Im 2ten Teil geht es um einen Serienmörder, der scheinbar wahllos Frauen auf brutale Art und Weise und mit einem ganz bestimmten Modus Operandi ins Jenseits befördert. Bergman, der gerade von seiner Psychologin in eine Art Selbsthilfe-Gruppe gesteckt worden war (und am ersten Abend sofort eine seelisch angeknackste Mitleidende ins Bett befördern konnte), wird hellhörig, denn er erkennt sofort, dass hier jemand die Morde eines gewissen Edward Hinde kopiert, den er selbst zur Strecke gebracht hatte. Die beiden hatten eine Art Psychoduell ausgefochten, zudem rührt Bergmans Ruhm nicht zuletzt aus 2 Büchern, der er über den hochintelligenten, pathologischen Serientäter verfasst hat, der als Kind natürlich von seiner Mutter missbraucht wurde. „Natürlich“, denn hier werden doch einige klassische Topoi der Filmgattung präsentiert, die nicht eben besonders clever variiert werden.

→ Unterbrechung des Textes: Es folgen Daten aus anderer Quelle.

// SPDX-License-Identifier: BUSL-1.1
// Copyright (c) 2026 Alfred Jean LLC

//! Entrypoint for the `fleetd` binary: loads configuration (C11), wires
//! up tracing to a rotating file plus the in-process log buffer (C12),
//! acquires the agent's PID file (§6.4), then runs the RPC server (C5),
//! the master connection manager (C6), the watcher manager's event
//! drain (C3), and the performance sampler (§4.5) side by side until
//! killed.

use std::sync::Arc;
use std::time::Instant;

use fleetd::caches::{TtlCache, DISK_INFO_TTL, NETWORK_INFO_TTL, RESOURCE_USAGE_TTL};
use fleetd::logs::{LogBuffer, LogBufferLayer};
use fleetd::master_connection::ConnectionState;
use fleetd::perf_history::PerformanceHistory;
use fleetd::rpc_server::AgentContext;
use fleetd::FleetdConfig;
use fleet_adapters::native_probe;
use fleet_engine::TaskExecutor;
use fleet_registry::RegistryClient;
use fleet_storage::PidFile;
use tracing::{error, info, warn};

#[tokio::main]
async fn main() -> anyhow::Result<()> {
    if let Some(arg) = std::env::args().nth(1) {
        match arg.as_str() {
            "--version" | "-V" | "-v" => {
                println!("fleetd {}", env!("CARGO_PKG_VERSION"));
                return Ok(());
            }
            "--help" | "-h" | "help" => {
                println!("fleetd {}", env!("CARGO_PKG_VERSION"));
                println!("Agent daemon for the fleet task-execution control plane.");
                println!();
                println!("Configuration is read from FLEETD_* environment variables or");
                println!("~/.config/fleet/fleetd.toml (override with FLEETD_CONFIG).");
                println!("Required: FLEETD_NAME, FLEETD_MASTER_ADDRESS.");
                return Ok(());
            }
            _ => {}
        }
    }

    let config = FleetdConfig::load()?;
    let log_buffer = LogBuffer::new();
    let _guard = setup_logging(&config, Arc::clone(&log_buffer))?;

    info!(name = %config.name, listen_address = %config.listen_address, "starting fleetd");

    let pid_path = PidFile::path_for(&config.name);
    let _pid_file = match PidFile::acquire(&pid_path) {
        Ok(pid_file) => Some(pid_file),
        Err(e) => {
            warn!(error = %e, path = ?pid_path, "continuing without a pid file");
            None
        }
    };

    let probe = Arc::from(native_probe());
    let (watcher_events_tx, mut watcher_events_rx) = tokio::sync::mpsc::channel(256);
    let watchers = Arc::new(fleet_adapters::WatcherManager::new(watcher_events_tx));
    let task_executor = Arc::new(TaskExecutor::new(Arc::clone(&watchers)));
    let perf_history = PerformanceHistory::new();

    let ctx = Arc::new(AgentContext {
        name: config.name.clone(),
        version: config.version.clone(),
        started_at: Instant::now(),
        shell: config.shell.clone(),
        current_exe: std::env::current_exe().unwrap_or_else(|_| "fleetd".into()),
        update_url_template: config.update_url_template.clone(),
        probe: Arc::clone(&probe),
        task_executor,
        watchers,
        log_buffer: Arc::clone(&log_buffer),
        perf_history: Arc::clone(&perf_history),
        resource_cache: Arc::new(TtlCache::new(RESOURCE_USAGE_TTL)),
        network_cache: Arc::new(TtlCache::new(NETWORK_INFO_TTL)),
        disk_cache: Arc::new(TtlCache::new(DISK_INFO_TTL)),
    });

    // Watcher conditions fire onto a single bounded channel (§4.3); this
    // agent has no unsolicited push path into the registry's
    // request/response protocol, so fired events join the same log
    // buffer `GetRecentLogs`/`StreamLogs` already expose. An operator
    // watching logs sees watcher transitions the same way they see
    // every other agent-local event.
    tokio::spawn(async move {
        while let Some(event) = watcher_events_rx.recv().await {
            info!(
                watcher_id = %event.watcher_id.as_str(),
                kind = %event.kind,
                condition = ?event.condition,
                details = %event.details,
                "watcher event"
            );
        }
    });

    tokio::spawn(fleetd::perf_history::run(
        Arc::clone(&perf_history),
        Arc::clone(&probe),
    ));

    let connection_state = ConnectionState::new();
    let registry_client = RegistryClient::new(config.master_address.clone());
    tokio::spawn(fleetd::master_connection::run(
        connection_state,
        registry_client,
        config.name.clone(),
        config.report_address.clone(),
        config.version.clone(),
        {
            let probe = Arc::clone(&probe);
            move || {
                serde_json::to_string(&fleetd::snapshot::collect_system_info(probe.as_ref()))
                    .unwrap_or_default()
            }
        },
    ));

    if let Err(e) = fleetd::serve(&config.listen_address, ctx).await {
        error!(error = %e, "fleetd rpc server exited with an error");
        return Err(e.into());
    }

    Ok(())
}

fn setup_logging(
    config: &FleetdConfig,
    log_buffer: Arc<LogBuffer>,
) -> anyhow::Result<tracing_appender::non_blocking::WorkerGuard> {
    use tracing_subscriber::{fmt, prelude::*, EnvFilter};

    let dir = config
        .log_path
        .parent()
        .filter(|p| !p.as_os_str().is_empty())
        .unwrap_or_else(|| std::path::Path::new("."));
    if !dir.as_os_str().is_empty() {
        std::fs::create_dir_all(dir)?;
    }
    let file_name = config
        .log_path
        .file_name()
        .ok_or_else(|| anyhow::anyhow!("log path has no file name: {:?}", config.log_path))?;
    let file_appender = tracing_appender::rolling::never(dir, file_name);
    let (non_blocking, guard) = tracing_appender::non_blocking(file_appender);

    let filter = EnvFilter::try_from_default_env().unwrap_or_else(|_| EnvFilter::new("info"));

    tracing_subscriber::registry()
        .with(filter)
        .with(fmt::layer().with_writer(non_blocking))
        .with(LogBufferLayer::new(log_buffer))
        .init();

    Ok(guard)
}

Hinde ist eine Art Dämon, der schwächere Mitmenschen beeinflussen und zu willigen Werkzeugen machen kann. Die Besuche im Gefängnis erinnern beizeiten an die schweigenden Lämmer, ohne auch nur ansatzweise dieselbe Tiefe zu erreichen. Darsteller Niklas Falk („Vergebung“) kann zudem das Bedrohliche seiner Figur nicht immer glaubhaft machen. Um den Plot emotional noch weiter zu befeuern, ist Sebastians uneheliche Tochter Vanja (die noch unverbrauchte Moa Silén) abermals in der ermittelnden Einsatzgruppe, die natürlich ins Visier des Killers gerät und die die wahre Identität ihres Erzeugers nicht erfahren soll. Was auch wieder an die komplexe(re) Vater-Tochter-Beziehung in den Wallander-Romanen erinnert. Das alles ist cinematographisch sicher ordentlich gemacht, auch die Darsteller geben ihr Bestes und Lassgård ist natürlich immer eine Bank. Doch das alles wirkt viel zu formelhaft, hin und wieder psychologisch zu „billig“ und entwickelt nur oberflächlich Spannung. Ein Gebrauchskrimi, der einmal ordentlich unterhält – nicht mehr aber auch nicht weniger. Am Ende schaut man zumindest neugierig in die Zukunft, wie sich das Verhältnis der Figuren entwickeln und ob der Profiler wieder Halt im Leben finden wird.

Fazit

Ein ausgezeichneter Hauptdarsteller, ein technisch wie inhaltlich überzeugender erster Teil und ein leicht biederes Sequel, das aber noch annehmbar ist. Für Schwedenkrimi-Fans definitiv eine Sichtung wert. Enttäuschend die DVD-Präsentation. Das Fehlen sämtlicher Extras sowie von Untertiteln oder der Originaltonspur steht stellvertretend für die lieblose Aufmachung. Dabei wäre das alles heutzutage sicher kein Problem. Ein Wendecover ist ebenfalls nicht vorhanden, so stehen letztendlich die beiden Filme für sich, in optisch annehmbarer Qualität, wobei das Bild hin und wieder bewusst unter Stilmitteln „leidet“. Wer sich also ausschließlich auf die 180 Minuten Sebastian Bergman stürzen will, ist mit dieser recht preisgünstigen VÖ ordentlich bedient. Ich für meinen Teil freue mich auf die Fortsetzungen, die hoffentlich das hohe Niveau des Erstlings wieder erreichen.